The Yellowstone star paid an emotional tribute to production designer Ida Random, who was honored with the Lifetime Achievement Award at the ceremony. In his speech, he thanked Random for the small moment that “changed the trajectory” of his career on set of the 1981 film Frances.
“For six years I’d been trying to break into Hollywood, and despite all my best efforts, I was just unable to get a SAG card,” he said, according to Deadline. Random was the art director on the film, and apparently was the sole reason Costner ended up getting one speaking line delivered to Jessica Lange.
“I’m singled out among the extras by casting director Elizabeth Leustig, who would later go on to become my casting director on Dances With Wolves,” Costner said. “She walked me up to Ida, who I couldn’t help but notice on the set having been there for three days. She [Ida] was really Annie Hall before there was Annie Hall, if you know what I mean. She always seemed to be around the camera and without notice she would move into the set as if no one was watching, pick up a book, and move it. In fact she would pick up anything — lamps, ashtrays, pictures…Anything that seemed to be bothering her she would just move it, maybe inches.”
“Suddenly I find myself standing in front of her, and she’s looking at me, and it’s safe to say that I had gone from thinking she might be in trouble [for moving things] to now wondering if I was,” he continued. “She looked at me in a very real way, and I don’t know how else to describe it.
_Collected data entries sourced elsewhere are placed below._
//! `kbase` command-line front end.
//!
//! Ingests a document folder into a [`RagPipeline`] and prints ranked
//! snippets for queries given on the command line or typed interactively.

pub mod cli;

use std::io::Write;

use anyhow::Context;
use kbase_rag::{
    FixedSizeChunker, RagPipeline, RetrievalResult, grounding_context, load_documents,
};
use rustyline::DefaultEditor;
use rustyline::error::ReadlineError;
use tracing::info;

pub use cli::{Cli, Command, EmbedderKind};

/// Width of snippet previews in ranked listings.
const PREVIEW_CHARS: usize = 80;

/// Execute the parsed command, writing results to stdout.
pub async fn run(cli: Cli) -> anyhow::Result<()> {
    let config = cli.index.rag_config()?;
    let mut out = std::io::stdout();

    match &cli.command {
        Command::Chunks => {
            let chunker = FixedSizeChunker::from_config(&config)?;
            let (docs, load_config) = (cli.docs.clone(), config.clone());
            let loaded =
                tokio::task::spawn_blocking(move || load_documents(&docs, &load_config)).await??;
            let mut position = 0;
            for document in &loaded.documents {
                for chunk in chunker.chunk_document(document, position) {
                    writeln!(
                        out,
                        "[{}] {}#{} ({} chars, overlap {}): {}",
                        chunk.position,
                        chunk.source,
                        chunk.index,
                        chunk.char_len,
                        chunk.overlap,
                        preview(&chunk.text)
                    )?;
                    position += 1;
                }
            }
            info!(
                documents = loaded.documents.len(),
                skipped_files = loaded.skipped.len(),
                chunk_count = position,
                "listed chunks"
            );
        }
        Command::Query { text, json, context } => {
            let pipeline = ingest(&cli).await?;
            let results = pipeline.retrieve(text).await?;
            if *json {
                writeln!(out, "{}", serde_json::to_string_pretty(&results)?)?;
            } else if *context {
                match grounding_context(&results) {
                    Some(context) => writeln!(out, "{context}")?,
                    None => writeln!(out, "(no relevant context)")?,
                }
            } else {
                write_ranked(&mut out, &results)?;
            }
        }
        Command::Repl => {
            let pipeline = ingest(&cli).await?;
            repl(&pipeline, &mut out).await?;
        }
    }

    Ok(())
}

async fn ingest(cli: &Cli) -> anyhow::Result<RagPipeline> {
    let mut pipeline = RagPipeline::builder()
        .config(cli.index.rag_config()?)
        .embedding_provider(cli.embedder.provider()?)
        .documents_dir(&cli.docs)
        .build()?;
    pipeline
        .ingest()
        .await
        .with_context(|| format!("failed to ingest documents from {}", cli.docs.display()))?;
    Ok(pipeline)
}

async fn repl(pipeline: &RagPipeline, out: &mut impl Write) -> anyhow::Result<()> {
    let mut editor = DefaultEditor::new()?;
    writeln!(
        out,
        "{} chunks indexed. Type a question, or 'exit' to quit.",
        pipeline.chunks().len()
    )?;

    loop {
        let line = match editor.readline("kbase> ") {
            Ok(line) => line,
            Err(ReadlineError::Interrupted | ReadlineError::Eof) => break,
            Err(e) => return Err(e.into()),
        };
        let query = line.trim();
        if query.is_empty() {
            continue;
        }
        if matches!(query, "exit" | "quit") {
            break;
        }
        editor.add_history_entry(query)?;

        // A failed query is reported and the session continues.
        match pipeline.retrieve(query).await {
            Ok(results) => write_ranked(&mut *out, &results)?,
            Err(e) => eprintln!("error: {e}"),
        }
    }

    Ok(())
}

/// Write results as a numbered list with scores and sources.
pub fn write_ranked(out: &mut impl Write, results: &[RetrievalResult]) -> std::io::Result<()> {
    if results.is_empty() {
        return writeln!(out, "(no relevant context)");
    }
    for (i, result) in results.iter().enumerate() {
        writeln!(
            out,
            "{}. [score={:.4}] {} | {}",
            i + 1,
            result.score,
            result.source,
            preview(&result.text)
        )?;
    }
    Ok(())
}

/// First line of `text`, cut to [`PREVIEW_CHARS`] characters.
fn preview(text: &str) -> String {
    let line = text.lines().find(|l| !l.trim().is_empty()).unwrap_or("").trim();
    if line.chars().count() <= PREVIEW_CHARS {
        return line.to_string();
    }
    let mut cut: String = line.chars().take(PREVIEW_CHARS).collect();
    cut.push('…');
    cut
}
I had no idea what I had done or what she was looking for…What she couldn’t have possibly known as I waited for her to speak was how shamefully desperate I was to be seen as an actor.”
“After a long moment — an Ida Random moment, you’d have have to see one to know one — she turned to Elizabeth said ‘This works,'” the Oscar winner added.
Random’s approval of Costner in that short moment is what landed him his “Goodnight, Frances” line.
“And it would change the trajectory of my career,” the visibly emotional Costner said.
“I’ll never forget you, Ida. You changed my life that night,” he said. “That’s what Ida does: She changes lives. She makes things better, sometimes by inches…She’s the director’s best friend and confidant. She’s the actor’s biggest cheerleader as she walks them through her perfect sets…You’re a filmmaker in every sense of the word, adding your most personal touch to the movies you call your paintings.”
After that first fateful moment, Costner and Random went on to work together on his various directorial efforts, including The Postman. Random was the production designer on Rain Man, Wyatt Earp, The Big Chill, The War of the Roses, The Fast and the Furious: Tokyo Drift, and more.